PROBLEM REQUIREMENTS: Report only the number of lines in the following entries where the word "both" occurs.

--- RECORD EXCERPTS ---

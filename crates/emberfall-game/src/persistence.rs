//! Character save/load persistence
//!
//! A save is two plain-text files: the character file holds seven lines
//! (name, current health, max health, attack, defense, level, experience)
//! and a sibling `<save>_inventory` file holds one item record per line.

use std::ffi::OsString;
use std::fs;
use std::path::{Path, PathBuf};

use emberfall_core::record::{self, FormatError};

use crate::combat::inventory::Inventory;
use crate::combat::item::Item;
use crate::error::{LoadError, SaveError};
use crate::player::{Character, CharacterStats, PlayerProgression};

/// Lines in a character file
pub const CHARACTER_LINES: usize = 7;

const INVENTORY_SUFFIX: &str = "_inventory";

/// Path of the inventory file that goes with a character file
pub fn inventory_path(path: &Path) -> PathBuf {
    let mut name = OsString::from(path.as_os_str());
    name.push(INVENTORY_SUFFIX);
    PathBuf::from(name)
}

/// Encode a character (without inventory) as its seven lines
pub fn character_to_text(character: &Character) -> String {
    let stats = character.stats();
    let progression = character.progression();
    format!(
        "{}\n{}\n{}\n{}\n{}\n{}\n{}\n",
        character.name(),
        stats.current_hp,
        stats.max_hp,
        stats.attack,
        stats.defense,
        progression.level,
        progression.experience
    )
}

/// Decode a character file, pairing it with an already-parsed inventory
pub fn parse_character(text: &str, inventory: Inventory) -> Result<Character, FormatError> {
    let lines: Vec<&str> = text.lines().take(CHARACTER_LINES).collect();
    if lines.len() < CHARACTER_LINES {
        return Err(FormatError::MissingLine {
            expected: CHARACTER_LINES,
            found: lines.len(),
        });
    }

    let name = lines[0].trim_end_matches('\r').to_string();
    let current_hp = record::parse_number("current health", lines[1])?;
    let max_hp = record::parse_number("max health", lines[2])?;
    let attack = record::parse_number("attack", lines[3])?;
    let defense = record::parse_number("defense", lines[4])?;
    let level = record::parse_number("level", lines[5])?;
    let experience = record::parse_number("experience", lines[6])?;

    if level == 0 {
        return Err(FormatError::InvalidValue {
            field: "level",
            reason: "level must be at least 1".to_string(),
        });
    }
    if current_hp == 0 {
        return Err(FormatError::InvalidValue {
            field: "current health",
            reason: "a saved character must be alive".to_string(),
        });
    }
    if current_hp > max_hp {
        return Err(FormatError::InvalidValue {
            field: "current health",
            reason: format!("{} exceeds max health {}", current_hp, max_hp),
        });
    }

    let stats = CharacterStats {
        max_hp,
        current_hp,
        attack,
        defense,
    };
    let progression = PlayerProgression { level, experience };
    Ok(Character::from_parts(name, stats, progression, inventory))
}

/// Check that a character and its items can be written and read back.
///
/// Names may not contain line breaks; item text may not contain the
/// record delimiter either.
pub fn check_character(character: &Character) -> Result<(), FormatError> {
    if character.name().contains(['\n', '\r']) {
        return Err(FormatError::InvalidValue {
            field: "name",
            reason: "contains a line break".to_string(),
        });
    }
    character.inventory().iter().try_for_each(Item::check_record)
}

/// Write the character file and its inventory file, overwriting both.
///
/// Nothing is written if the character fails [`check_character`].
pub fn save_character(character: &Character, path: &Path) -> Result<(), SaveError> {
    check_character(character).map_err(|e| SaveError::Unwritable(path.to_path_buf(), e))?;

    if let Some(parent) = path.parent().filter(|p| !p.as_os_str().is_empty()) {
        fs::create_dir_all(parent).map_err(|e| SaveError::Write(parent.to_path_buf(), e))?;
    }

    fs::write(path, character_to_text(character))
        .map_err(|e| SaveError::Write(path.to_path_buf(), e))?;

    let inv_path = inventory_path(path);
    fs::write(&inv_path, character.inventory().serialize())
        .map_err(|e| SaveError::Write(inv_path.clone(), e))?;

    tracing::info!("Saved character '{}' to {:?}", character.name(), path);
    Ok(())
}

/// Read a character and its inventory back.
///
/// Nothing is returned unless both files read and parse cleanly.
pub fn load_character(path: &Path) -> Result<Character, LoadError> {
    let inv_path = inventory_path(path);
    let text = fs::read_to_string(path).map_err(|e| LoadError::Read(path.to_path_buf(), e))?;
    let inv_text =
        fs::read_to_string(&inv_path).map_err(|e| LoadError::Read(inv_path.clone(), e))?;

    let inventory =
        Inventory::parse(&inv_text).map_err(|e| LoadError::Malformed(inv_path.clone(), e))?;
    let character =
        parse_character(&text, inventory).map_err(|e| LoadError::Malformed(path.to_path_buf(), e))?;

    tracing::info!("Loaded character '{}' from {:?}", character.name(), path);
    Ok(character)
}

#[cfg(test)]
mod tests {
    use super::*;

    fn seasoned_hero() -> Character {
        let mut hero = Character::new("Aria", CharacterStats::new(100, 10, 5));
        hero.add_item(Item::equipment("Steel Sword", "A sharp steel blade", 5));
        hero.add_item(Item::consumable("Healing Potion", "Restores health", 30));
        hero.use_item("Steel Sword").unwrap();
        hero.gain_experience(130);
        hero.receive_damage(25).unwrap();
        hero
    }

    #[test]
    fn test_inventory_path() {
        assert_eq!(
            inventory_path(Path::new("saves/savegame.txt")),
            PathBuf::from("saves/savegame.txt_inventory")
        );
    }

    #[test]
    fn test_character_text_layout() {
        let hero = Character::new("Aria", CharacterStats::new(100, 10, 5));
        assert_eq!(character_to_text(&hero), "Aria\n100\n100\n10\n5\n1\n0\n");
    }

    #[test]
    fn test_save_and_load() {
        let dir = tempfile::tempdir().unwrap();
        let path = dir.path().join("savegame.txt");
        let hero = seasoned_hero();

        save_character(&hero, &path).unwrap();
        assert!(path.exists());
        assert!(inventory_path(&path).exists());

        let loaded = load_character(&path).unwrap();
        assert_eq!(loaded, hero);
        assert_eq!(loaded.level(), 2);
        assert_eq!(loaded.attack_power(), 17);
        assert_eq!(loaded.inventory().len(), 2);
    }

    #[test]
    fn test_save_creates_parent_dirs() {
        let dir = tempfile::tempdir().unwrap();
        let path = dir.path().join("nested").join("slot1");

        save_character(&seasoned_hero(), &path).unwrap();
        assert!(path.exists());
    }

    #[test]
    fn test_load_missing_file() {
        let dir = tempfile::tempdir().unwrap();
        let err = load_character(&dir.path().join("nothing")).unwrap_err();
        assert!(matches!(err, LoadError::Read(..)));
    }

    #[test]
    fn test_load_missing_inventory() {
        let dir = tempfile::tempdir().unwrap();
        let path = dir.path().join("savegame.txt");
        fs::write(&path, "Aria\n100\n100\n10\n5\n1\n0\n").unwrap();

        let err = load_character(&path).unwrap_err();
        assert!(matches!(err, LoadError::Read(ref p, _) if *p == inventory_path(&path)));
    }

    #[test]
    fn test_load_malformed_character() {
        let dir = tempfile::tempdir().unwrap();
        let path = dir.path().join("savegame.txt");
        fs::write(&path, "Aria\n100\nlots\n10\n5\n1\n0\n").unwrap();
        fs::write(inventory_path(&path), "").unwrap();

        let err = load_character(&path).unwrap_err();
        assert!(matches!(
            err,
            LoadError::Malformed(_, FormatError::InvalidNumber { field: "max health", .. })
        ));
    }

    #[test]
    fn test_parse_character_short_file() {
        let err = parse_character("Aria\n100\n100\n", Inventory::new()).unwrap_err();
        assert_eq!(
            err,
            FormatError::MissingLine {
                expected: 7,
                found: 3
            }
        );
    }

    #[test]
    fn test_parse_character_rejects_bad_values() {
        let err = parse_character("Aria\n120\n100\n10\n5\n1\n0\n", Inventory::new()).unwrap_err();
        assert!(matches!(err, FormatError::InvalidValue { field: "current health", .. }));

        let err = parse_character("Aria\n100\n100\n10\n5\n0\n0\n", Inventory::new()).unwrap_err();
        assert!(matches!(err, FormatError::InvalidValue { field: "level", .. }));
    }

    #[test]
    fn test_parse_character_rejects_zero_health() {
        let err = parse_character("Ghost\n0\n100\n20\n8\n1\n0\n", Inventory::new()).unwrap_err();
        assert!(matches!(err, FormatError::InvalidValue { field: "current health", .. }));
    }

    #[test]
    fn test_parse_character_at_max_level() {
        let mut hero =
            parse_character("Max\n100\n100\n10\n5\n4294967295\n99\n", Inventory::new()).unwrap();
        assert_eq!(hero.gain_experience(1), None);
        assert_eq!(hero.level(), u32::MAX);
    }

    #[test]
    fn test_save_rejects_item_with_delimiter() {
        let dir = tempfile::tempdir().unwrap();
        let path = dir.path().join("savegame.txt");
        let mut hero = seasoned_hero();
        hero.add_item(Item::equipment("Sword, Steel", "A sharp steel blade", 5));

        let err = save_character(&hero, &path).unwrap_err();
        assert!(matches!(
            err,
            SaveError::Unwritable(_, FormatError::InvalidValue { field: "item name", .. })
        ));
        assert!(!path.exists());
        assert!(!inventory_path(&path).exists());
    }

    #[test]
    fn test_save_rejects_multiline_name() {
        let dir = tempfile::tempdir().unwrap();
        let path = dir.path().join("savegame.txt");
        let hero = Character::new("Aria\n100", CharacterStats::new(100, 10, 5));

        let err = save_character(&hero, &path).unwrap_err();
        assert!(matches!(
            err,
            SaveError::Unwritable(_, FormatError::InvalidValue { field: "name", .. })
        ));
        assert!(!path.exists());
    }

    #[test]
    fn test_parse_character_accepts_crlf() {
        let hero = parse_character("Aria\r\n80\r\n100\r\n10\r\n5\r\n1\r\n20\r\n", Inventory::new())
            .unwrap();
        assert_eq!(hero.name(), "Aria");
        assert_eq!(hero.current_health(), 80);
        assert_eq!(hero.experience(), 20);
    }
}
//! Emberfall Game - Game logic and systems
//!
//! Provides items and inventory, the player character, enemy creatures,
//! turn-based combat, the game session, and save files.

pub mod combat;
pub mod error;
pub mod input;
pub mod npc;
pub mod persistence;
pub mod player;
pub mod session;

pub use combat::{calculate_damage, starter_items, Inventory, Item, ItemCategory, ItemEffect, ItemKind};
pub use error::{Defeated, GameError, LoadError, SaveError};
pub use input::{CombatView, PlayerAction, PlayerInput, ScriptedInput};
pub use npc::{Creature, CreatureKind, Tier};
pub use player::{Character, CharacterStats, CharacterStatus, PlayerProgression, StartingStats, StatGrowth};
pub use session::{CombatEvent, CombatSession, CombatState, GameSession, InventoryView, Outcome, Turn};
//! Player character, stats, and progression

pub mod character;
pub mod stats;

pub use character::{Character, CharacterStatus};
pub use stats::{
    xp_for_creature, CharacterStats, PlayerProgression, StartingStats, StatGrowth, XP_PER_LEVEL,
};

---

THE COMPLETED TASK: 2